Material for this task:
________________________________________
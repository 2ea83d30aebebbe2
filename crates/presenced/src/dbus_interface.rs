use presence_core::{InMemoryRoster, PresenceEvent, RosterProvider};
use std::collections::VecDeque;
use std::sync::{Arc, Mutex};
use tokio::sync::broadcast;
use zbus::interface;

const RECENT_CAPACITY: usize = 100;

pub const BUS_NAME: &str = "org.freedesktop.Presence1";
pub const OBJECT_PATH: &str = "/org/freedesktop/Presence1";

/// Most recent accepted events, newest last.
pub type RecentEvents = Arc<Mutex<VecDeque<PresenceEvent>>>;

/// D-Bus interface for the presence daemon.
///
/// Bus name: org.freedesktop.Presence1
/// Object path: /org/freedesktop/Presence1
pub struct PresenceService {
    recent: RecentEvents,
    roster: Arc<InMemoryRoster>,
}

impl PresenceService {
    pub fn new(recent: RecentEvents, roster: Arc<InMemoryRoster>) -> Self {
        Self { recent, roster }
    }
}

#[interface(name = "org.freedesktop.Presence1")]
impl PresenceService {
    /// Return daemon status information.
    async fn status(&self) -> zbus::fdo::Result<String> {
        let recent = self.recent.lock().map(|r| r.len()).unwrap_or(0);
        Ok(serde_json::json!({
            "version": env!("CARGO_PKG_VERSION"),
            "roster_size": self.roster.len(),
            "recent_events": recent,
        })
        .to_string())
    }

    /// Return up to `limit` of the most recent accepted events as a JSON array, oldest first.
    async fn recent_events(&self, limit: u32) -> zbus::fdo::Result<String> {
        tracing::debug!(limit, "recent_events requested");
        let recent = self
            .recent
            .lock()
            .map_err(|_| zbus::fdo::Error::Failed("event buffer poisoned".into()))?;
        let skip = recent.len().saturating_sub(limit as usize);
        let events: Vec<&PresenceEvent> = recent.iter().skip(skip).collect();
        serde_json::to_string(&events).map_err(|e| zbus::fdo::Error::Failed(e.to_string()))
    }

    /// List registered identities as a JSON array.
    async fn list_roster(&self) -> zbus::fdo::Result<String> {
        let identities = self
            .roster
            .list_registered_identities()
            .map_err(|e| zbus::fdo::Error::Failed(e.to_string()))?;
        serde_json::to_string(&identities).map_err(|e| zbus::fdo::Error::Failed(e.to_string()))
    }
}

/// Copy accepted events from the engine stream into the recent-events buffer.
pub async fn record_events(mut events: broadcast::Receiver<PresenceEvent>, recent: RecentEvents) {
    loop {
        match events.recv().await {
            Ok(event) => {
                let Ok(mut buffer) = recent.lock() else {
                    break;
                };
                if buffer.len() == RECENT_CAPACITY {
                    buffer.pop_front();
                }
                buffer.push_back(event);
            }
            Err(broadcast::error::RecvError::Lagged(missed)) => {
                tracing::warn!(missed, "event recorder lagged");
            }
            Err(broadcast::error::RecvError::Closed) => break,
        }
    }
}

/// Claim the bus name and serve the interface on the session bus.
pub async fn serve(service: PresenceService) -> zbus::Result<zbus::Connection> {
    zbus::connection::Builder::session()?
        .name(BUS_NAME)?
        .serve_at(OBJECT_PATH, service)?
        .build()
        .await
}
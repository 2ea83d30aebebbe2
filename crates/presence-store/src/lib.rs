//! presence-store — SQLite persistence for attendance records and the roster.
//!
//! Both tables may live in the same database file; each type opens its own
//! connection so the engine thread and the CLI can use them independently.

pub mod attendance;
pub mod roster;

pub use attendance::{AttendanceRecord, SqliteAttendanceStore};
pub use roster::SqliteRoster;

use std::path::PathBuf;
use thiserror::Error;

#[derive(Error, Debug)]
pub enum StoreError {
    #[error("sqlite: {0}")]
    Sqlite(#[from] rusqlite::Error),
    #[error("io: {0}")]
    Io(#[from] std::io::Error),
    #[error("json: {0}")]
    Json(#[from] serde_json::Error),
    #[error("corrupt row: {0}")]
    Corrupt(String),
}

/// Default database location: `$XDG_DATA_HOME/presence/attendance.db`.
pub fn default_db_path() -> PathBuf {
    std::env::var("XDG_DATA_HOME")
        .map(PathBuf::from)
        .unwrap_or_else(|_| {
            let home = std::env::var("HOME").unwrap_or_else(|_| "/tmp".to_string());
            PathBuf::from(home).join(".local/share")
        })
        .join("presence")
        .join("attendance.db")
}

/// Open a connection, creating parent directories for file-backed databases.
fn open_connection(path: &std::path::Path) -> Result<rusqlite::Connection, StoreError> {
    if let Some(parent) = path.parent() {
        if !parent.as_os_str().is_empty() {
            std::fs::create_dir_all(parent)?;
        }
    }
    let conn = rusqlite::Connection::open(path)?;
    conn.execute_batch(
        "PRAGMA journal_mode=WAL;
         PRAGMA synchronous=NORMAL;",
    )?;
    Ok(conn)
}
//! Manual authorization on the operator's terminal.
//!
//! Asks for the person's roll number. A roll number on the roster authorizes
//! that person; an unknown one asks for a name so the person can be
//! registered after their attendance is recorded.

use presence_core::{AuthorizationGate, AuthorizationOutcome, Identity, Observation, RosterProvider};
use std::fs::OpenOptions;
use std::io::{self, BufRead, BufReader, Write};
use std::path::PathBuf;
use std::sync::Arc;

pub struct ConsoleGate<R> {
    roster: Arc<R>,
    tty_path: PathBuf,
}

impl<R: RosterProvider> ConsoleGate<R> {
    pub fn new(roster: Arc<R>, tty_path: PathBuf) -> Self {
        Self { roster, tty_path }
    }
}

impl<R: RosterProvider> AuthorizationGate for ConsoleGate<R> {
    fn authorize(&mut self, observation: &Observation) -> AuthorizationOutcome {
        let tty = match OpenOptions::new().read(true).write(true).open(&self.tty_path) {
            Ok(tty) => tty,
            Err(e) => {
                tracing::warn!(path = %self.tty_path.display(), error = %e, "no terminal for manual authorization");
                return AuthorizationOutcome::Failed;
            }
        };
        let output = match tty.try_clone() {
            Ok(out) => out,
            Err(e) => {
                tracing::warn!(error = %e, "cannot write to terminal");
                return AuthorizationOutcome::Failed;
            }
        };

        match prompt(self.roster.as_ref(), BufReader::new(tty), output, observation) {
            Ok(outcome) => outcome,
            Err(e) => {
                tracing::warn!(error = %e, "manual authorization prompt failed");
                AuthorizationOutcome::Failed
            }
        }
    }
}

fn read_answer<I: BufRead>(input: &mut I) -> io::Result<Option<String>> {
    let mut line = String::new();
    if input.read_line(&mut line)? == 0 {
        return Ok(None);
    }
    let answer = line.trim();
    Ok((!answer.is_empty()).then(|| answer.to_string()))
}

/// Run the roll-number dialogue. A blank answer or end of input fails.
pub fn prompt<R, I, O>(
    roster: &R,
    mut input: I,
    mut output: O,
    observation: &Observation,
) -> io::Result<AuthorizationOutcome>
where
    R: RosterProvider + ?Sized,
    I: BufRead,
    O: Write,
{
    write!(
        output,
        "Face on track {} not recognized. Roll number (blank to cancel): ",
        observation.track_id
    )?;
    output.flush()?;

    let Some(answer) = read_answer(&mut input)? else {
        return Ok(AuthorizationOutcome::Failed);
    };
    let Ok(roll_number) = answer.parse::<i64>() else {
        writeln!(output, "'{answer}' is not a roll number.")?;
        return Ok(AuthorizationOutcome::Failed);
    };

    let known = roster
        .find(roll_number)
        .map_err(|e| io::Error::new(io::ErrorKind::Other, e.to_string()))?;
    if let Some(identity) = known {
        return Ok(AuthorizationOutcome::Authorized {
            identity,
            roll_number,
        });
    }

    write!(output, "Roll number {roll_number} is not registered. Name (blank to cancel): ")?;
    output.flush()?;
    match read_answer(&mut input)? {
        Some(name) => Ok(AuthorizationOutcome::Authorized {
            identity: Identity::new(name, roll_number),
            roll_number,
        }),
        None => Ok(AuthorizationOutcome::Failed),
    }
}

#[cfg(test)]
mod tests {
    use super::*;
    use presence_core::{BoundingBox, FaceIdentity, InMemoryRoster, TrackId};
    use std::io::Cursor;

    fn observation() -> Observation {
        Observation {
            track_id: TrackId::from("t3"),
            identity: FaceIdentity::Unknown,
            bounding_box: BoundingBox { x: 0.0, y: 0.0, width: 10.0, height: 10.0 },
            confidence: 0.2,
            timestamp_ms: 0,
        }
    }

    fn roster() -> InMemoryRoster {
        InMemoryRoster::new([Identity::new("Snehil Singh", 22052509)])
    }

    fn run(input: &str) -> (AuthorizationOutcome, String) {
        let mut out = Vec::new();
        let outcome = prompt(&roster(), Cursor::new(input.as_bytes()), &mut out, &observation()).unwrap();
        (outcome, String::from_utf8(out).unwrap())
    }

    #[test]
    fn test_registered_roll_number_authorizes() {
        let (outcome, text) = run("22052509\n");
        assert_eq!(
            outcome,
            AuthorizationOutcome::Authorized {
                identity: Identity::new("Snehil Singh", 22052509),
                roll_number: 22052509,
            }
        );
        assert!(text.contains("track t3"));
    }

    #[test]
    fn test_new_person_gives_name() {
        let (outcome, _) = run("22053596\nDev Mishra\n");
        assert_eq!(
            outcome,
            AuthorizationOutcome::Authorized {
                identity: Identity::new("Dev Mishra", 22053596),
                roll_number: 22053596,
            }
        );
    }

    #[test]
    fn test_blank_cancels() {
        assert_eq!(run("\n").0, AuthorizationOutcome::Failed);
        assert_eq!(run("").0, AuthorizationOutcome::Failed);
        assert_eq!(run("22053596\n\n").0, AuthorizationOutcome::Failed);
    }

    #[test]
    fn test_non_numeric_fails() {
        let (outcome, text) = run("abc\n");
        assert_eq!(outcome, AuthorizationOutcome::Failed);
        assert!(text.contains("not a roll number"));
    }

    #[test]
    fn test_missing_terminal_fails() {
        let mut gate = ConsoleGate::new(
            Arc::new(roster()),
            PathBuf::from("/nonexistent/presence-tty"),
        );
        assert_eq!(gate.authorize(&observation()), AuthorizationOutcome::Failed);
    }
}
________________________________________
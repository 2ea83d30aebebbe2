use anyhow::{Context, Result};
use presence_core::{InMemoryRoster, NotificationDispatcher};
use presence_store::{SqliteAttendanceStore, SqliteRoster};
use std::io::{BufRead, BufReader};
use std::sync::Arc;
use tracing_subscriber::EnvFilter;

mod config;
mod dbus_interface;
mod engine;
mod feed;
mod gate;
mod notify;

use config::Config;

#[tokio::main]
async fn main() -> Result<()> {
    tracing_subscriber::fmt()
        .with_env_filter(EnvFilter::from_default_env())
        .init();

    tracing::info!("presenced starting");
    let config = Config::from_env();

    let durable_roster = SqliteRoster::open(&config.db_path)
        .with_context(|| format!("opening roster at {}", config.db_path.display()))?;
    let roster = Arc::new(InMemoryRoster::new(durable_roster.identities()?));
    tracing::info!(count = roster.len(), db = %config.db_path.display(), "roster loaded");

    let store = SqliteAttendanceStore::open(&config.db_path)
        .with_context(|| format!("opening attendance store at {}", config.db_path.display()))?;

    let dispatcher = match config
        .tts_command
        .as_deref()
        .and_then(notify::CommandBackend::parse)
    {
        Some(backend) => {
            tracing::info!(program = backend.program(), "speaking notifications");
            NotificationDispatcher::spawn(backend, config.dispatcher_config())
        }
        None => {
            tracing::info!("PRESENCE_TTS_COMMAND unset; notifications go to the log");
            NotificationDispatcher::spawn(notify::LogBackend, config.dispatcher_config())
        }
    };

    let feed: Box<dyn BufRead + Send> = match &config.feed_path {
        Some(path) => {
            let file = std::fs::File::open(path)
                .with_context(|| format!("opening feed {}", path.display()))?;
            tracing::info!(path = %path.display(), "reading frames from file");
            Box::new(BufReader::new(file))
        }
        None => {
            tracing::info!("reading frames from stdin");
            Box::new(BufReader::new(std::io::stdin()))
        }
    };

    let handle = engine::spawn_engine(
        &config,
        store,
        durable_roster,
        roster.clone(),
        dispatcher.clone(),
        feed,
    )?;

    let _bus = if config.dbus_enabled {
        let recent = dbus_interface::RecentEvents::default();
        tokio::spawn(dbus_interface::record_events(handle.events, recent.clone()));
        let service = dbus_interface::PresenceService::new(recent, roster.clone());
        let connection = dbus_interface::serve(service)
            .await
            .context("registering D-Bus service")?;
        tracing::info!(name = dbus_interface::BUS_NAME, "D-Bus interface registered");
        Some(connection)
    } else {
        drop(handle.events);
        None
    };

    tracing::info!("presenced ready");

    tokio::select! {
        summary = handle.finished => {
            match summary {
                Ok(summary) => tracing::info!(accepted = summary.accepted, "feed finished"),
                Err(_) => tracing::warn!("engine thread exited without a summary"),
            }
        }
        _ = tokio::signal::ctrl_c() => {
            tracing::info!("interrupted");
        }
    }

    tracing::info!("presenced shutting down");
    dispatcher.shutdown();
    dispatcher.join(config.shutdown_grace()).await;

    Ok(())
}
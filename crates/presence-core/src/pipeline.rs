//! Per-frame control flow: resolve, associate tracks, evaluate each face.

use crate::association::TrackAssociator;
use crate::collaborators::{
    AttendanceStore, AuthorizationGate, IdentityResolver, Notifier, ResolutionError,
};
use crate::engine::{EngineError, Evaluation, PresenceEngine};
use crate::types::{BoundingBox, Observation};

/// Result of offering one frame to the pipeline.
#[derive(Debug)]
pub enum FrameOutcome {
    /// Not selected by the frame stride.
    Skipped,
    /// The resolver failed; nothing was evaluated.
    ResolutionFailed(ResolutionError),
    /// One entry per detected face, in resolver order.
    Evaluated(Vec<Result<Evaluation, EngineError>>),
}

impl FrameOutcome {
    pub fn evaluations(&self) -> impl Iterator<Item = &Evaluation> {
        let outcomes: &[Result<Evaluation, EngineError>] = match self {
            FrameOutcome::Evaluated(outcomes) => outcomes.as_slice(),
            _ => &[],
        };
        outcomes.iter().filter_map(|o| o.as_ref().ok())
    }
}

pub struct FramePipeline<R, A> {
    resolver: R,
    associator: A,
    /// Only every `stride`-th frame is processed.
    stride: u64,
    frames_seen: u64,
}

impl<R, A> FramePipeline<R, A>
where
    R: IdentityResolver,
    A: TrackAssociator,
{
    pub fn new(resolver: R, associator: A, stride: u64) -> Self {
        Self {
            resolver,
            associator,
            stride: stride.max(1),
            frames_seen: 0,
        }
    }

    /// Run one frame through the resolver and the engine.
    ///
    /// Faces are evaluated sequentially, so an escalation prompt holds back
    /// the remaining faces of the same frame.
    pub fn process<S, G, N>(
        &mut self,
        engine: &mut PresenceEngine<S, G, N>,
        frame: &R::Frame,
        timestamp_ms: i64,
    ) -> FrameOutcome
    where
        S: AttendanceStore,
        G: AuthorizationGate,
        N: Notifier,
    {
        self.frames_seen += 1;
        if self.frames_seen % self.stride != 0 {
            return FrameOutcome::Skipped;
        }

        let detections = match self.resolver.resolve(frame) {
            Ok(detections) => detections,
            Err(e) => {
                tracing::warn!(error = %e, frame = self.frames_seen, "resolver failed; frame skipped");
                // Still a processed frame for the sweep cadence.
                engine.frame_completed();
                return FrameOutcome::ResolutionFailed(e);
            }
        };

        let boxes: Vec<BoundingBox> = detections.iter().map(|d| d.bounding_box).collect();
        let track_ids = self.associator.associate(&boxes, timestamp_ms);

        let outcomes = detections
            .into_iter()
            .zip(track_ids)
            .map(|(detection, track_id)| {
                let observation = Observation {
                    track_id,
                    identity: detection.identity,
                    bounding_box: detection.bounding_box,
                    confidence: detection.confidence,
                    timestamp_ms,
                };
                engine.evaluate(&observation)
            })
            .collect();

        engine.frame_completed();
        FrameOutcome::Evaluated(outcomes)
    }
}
________________________________________
What you should do:
Using the listing, say how many lines include the word "EngineError", and add nothing else.

Solution below:
3